As described in the documentation, I run the following command to install spaCy:
conda install -c conda-forge spacy
However, if I call:
python -m spacy download en
It fails with the following error message:
/opt/conda/bin/python: No module named spacy.__main__; 'spacy' is a package and cannot be directly executed
Thanks for the report. I'm pretty sure this is related to #2462 – for some reason in some situations, users who install via conda end up with an old version of spaCy. Like, a really really old one, the one that the official Anaconda distribution used to ship and that didn't have CLI commands yet.
If you still have your install logs, could you check if there's some hint at that? Maybe conda didn't actually install the latest version from conda-forge, because your local Anaconda distribution already had spaCy included (but an old version)? And does conda update -c conda-forge spacy make a difference?
@DSamuylov, not sure if you solved this, but the solution @BBCMax alluded to in his second comment of the thread @ines refers to worked for me. I'm also on Ubuntu 18.04 and py3.6 via anaconda. Although now I'm having this problem, though that seems solvable. :-)
@drussellmrichie Do you still have your install logs and could you check if there's anything in them that looks like an old version of spaCy was used? Like, which command did you run and what exactly was conda doing there that resulted in you ending up with an old version?
I'd love to get to the bottom of this and see if there's anything we can do to prevent this. This is such a weird problem and unfortunately, it's mostly been hitting new users which is extra frustrating.
Btw, about the download timeout problem: If you want full control over how it's downloaded, I'd suggest finding the direct link to the archive file via the model releases. The model details also list the file size, so you can decide how you want to download it and what works best for you.
@ines, happy to help if I can. Not sure if I have install logs (how would I find those?), but I just did history | grep conda at the command line, and it seems I did the following:
20 bash Anaconda3-5.2.0-Linux-x86_64.sh
27 conda list
38 anaconda
43 export PATH=~/anaconda3/bin:$PATH
44 conda
45 conda list
48 conda --version
55 conda
62 bash Anaconda3-5.2.0-Linux-x86_64.sh
86 conda list
87 conda install spacy
I think that last line must have been how I got the old version of spacy on my machine (which I only got a few weeks ago).
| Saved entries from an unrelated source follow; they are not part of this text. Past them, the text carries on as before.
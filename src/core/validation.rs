//! 表单校验
//!
//! 把界面上的原始输入转换为可以直接写入数据库的记录。
//! 校验失败时不写入任何数据。

use crate::core::models::{GuarantorLayout, NewLoan, NewPerson, Score};
use chrono::NaiveDate;
use thiserror::Error;

/// 校验错误
#[derive(Debug, Clone, PartialEq, Error)]
pub enum ValidationError {
    #[error("姓名和身份证号为必填项")]
    MissingRequired,
    #[error("请选择借款人")]
    MissingBorrower,
    #[error("金额 \"{0}\" 不是有效数字")]
    InvalidAmount(String),
    #[error("金额必须大于0")]
    NonPositiveAmount,
    #[error("利率 \"{0}\" 不是有效数字")]
    InvalidPercentage(String),
    #[error("利率不能为负数")]
    NegativePercentage,
    #[error("借款人不能同时作为担保人")]
    BorrowerIsGuarantor,
    #[error("最多只能选择 {max} 名担保人")]
    TooManyGuarantors { max: usize },
}

/// 人员表单原始输入
#[derive(Debug, Clone, Default)]
pub struct PersonForm {
    pub name: String,
    pub ssn: String,
    pub job: String,
    pub score: Score,
    /// 编辑旧记录时保留的非等级评级，选择等级后清空
    pub stored_score: Option<String>,
}

impl PersonForm {
    /// 清空表单
    pub fn clear(&mut self) {
        *self = Self::default();
    }
}

/// 借款表单原始输入
#[derive(Debug, Clone)]
pub struct LoanForm {
    pub borrower_id: Option<i64>,
    pub guarantor_ids: Vec<i64>,
    pub amount: String,
    pub percentage: String,
    pub description: String,
    pub date: NaiveDate,
}

impl LoanForm {
    pub fn new(date: NaiveDate) -> Self {
        Self {
            borrower_id: None,
            guarantor_ids: Vec::new(),
            amount: String::new(),
            percentage: String::new(),
            description: String::new(),
            date,
        }
    }
}

/// 校验人员表单
pub fn validate_person(form: &PersonForm) -> Result<NewPerson, ValidationError> {
    let name = form.name.trim();
    let ssn = form.ssn.trim();
    if name.is_empty() || ssn.is_empty() {
        return Err(ValidationError::MissingRequired);
    }

    let job = form.job.trim();
    Ok(NewPerson {
        name: name.to_string(),
        ssn: ssn.to_string(),
        job: (!job.is_empty()).then(|| job.to_string()),
        score: form.stored_score.is_none().then_some(form.score),
    })
}

/// 校验借款表单
pub fn validate_loan(form: &LoanForm, layout: GuarantorLayout) -> Result<NewLoan, ValidationError> {
    let borrower_id = form.borrower_id.ok_or(ValidationError::MissingBorrower)?;

    let amount = parse_number(&form.amount)
        .ok_or_else(|| ValidationError::InvalidAmount(form.amount.trim().to_string()))?;
    if amount <= 0.0 {
        return Err(ValidationError::NonPositiveAmount);
    }

    let percentage = if form.percentage.trim().is_empty() {
        None
    } else {
        let value = parse_number(&form.percentage)
            .ok_or_else(|| ValidationError::InvalidPercentage(form.percentage.trim().to_string()))?;
        if value < 0.0 {
            return Err(ValidationError::NegativePercentage);
        }
        Some(value)
    };

    let mut guarantor_ids: Vec<i64> = Vec::with_capacity(form.guarantor_ids.len());
    for id in &form.guarantor_ids {
        if !guarantor_ids.contains(id) {
            guarantor_ids.push(*id);
        }
    }
    if guarantor_ids.contains(&borrower_id) {
        return Err(ValidationError::BorrowerIsGuarantor);
    }
    if let Some(max) = layout.max_guarantors() {
        if guarantor_ids.len() > max {
            return Err(ValidationError::TooManyGuarantors { max });
        }
    }

    Ok(NewLoan {
        borrower_id,
        guarantor_ids,
        amount,
        percentage,
        description: form.description.trim().to_string(),
        date: form.date,
    })
}

/// 解析数字输入
///
/// 接受波斯数字和阿拉伯-印度数字、阿拉伯小数点以及千位分隔符。
/// 千位分隔符只能出现在整数部分的三位一组之间。
/// 非有限值（NaN、inf）视为无效。
pub fn parse_number(input: &str) -> Option<f64> {
    let normalized = normalize_digits(input);
    if normalized.is_empty() {
        return None;
    }
    let plain = strip_group_separators(&normalized)?;
    plain.parse::<f64>().ok().filter(|v| v.is_finite())
}

fn normalize_digits(input: &str) -> String {
    input
        .trim()
        .chars()
        .filter(|c| !matches!(c, ' ' | '\u{200c}'))
        .map(|c| match c {
            '۰'..='۹' => char::from(b'0' + (c as u32 - '۰' as u32) as u8),
            '٠'..='٩' => char::from(b'0' + (c as u32 - '٠' as u32) as u8),
            '٫' => '.',
            '٬' => ',',
            other => other,
        })
        .collect()
}

/// 去掉千位分隔符，位置不合法时返回 None
fn strip_group_separators(text: &str) -> Option<String> {
    if !text.contains(',') {
        return Some(text.to_string());
    }

    let (integer, fraction) = match text.split_once('.') {
        Some((integer, fraction)) => (integer, Some(fraction)),
        None => (text, None),
    };
    if fraction.is_some_and(|f| f.contains(',')) {
        return None;
    }

    let digits = integer.strip_prefix(['-', '+']).unwrap_or(integer);
    let mut groups = digits.split(',');
    let head = groups.next()?;
    if head.is_empty() || head.len() > 3 || !head.bytes().all(|b| b.is_ascii_digit()) {
        return None;
    }
    if !groups.all(|g| g.len() == 3 && g.bytes().all(|b| b.is_ascii_digit())) {
        return None;
    }

    Some(text.replace(',', ""))
}
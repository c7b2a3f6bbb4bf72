//! 存储模块 - SQLite数据库与配置文件

pub mod config;
pub mod database;
pub mod schema;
@drussellmrichie Thanks so much! (And not sure if conda saves the logs – I was mostly thinking about that detailed table it prints that tells you what it's going to install and update, but that might only be available in the scrollback.)
So in this case, we can rule out an old Anaconda distribution then. My other theory was that maybe you have some other package installed (maybe a dependency of something else) that conflicts with one of spaCy's dependencies. So instead of updating all of the other dependencies, conda then just serves you an old version of spaCy that's compatible with the constraints.
Do you remember which packages you installed explicitly since getting the new machine?
Through some more greping through my terminal history, it seems that, after installing spacy, I installed tqdm and gensim through conda, and textblob-de and msgpack through pip.
@drussellmrichie Thanks! (And sorry for asking you all these random questions, but I really want to get to the bottom of this issue and I feel like we're very close here.)
Do you remember if you installed anything before you installed spaCy?
No worries about the questions. This is the absolute least I can do after using spaCy for free. :-)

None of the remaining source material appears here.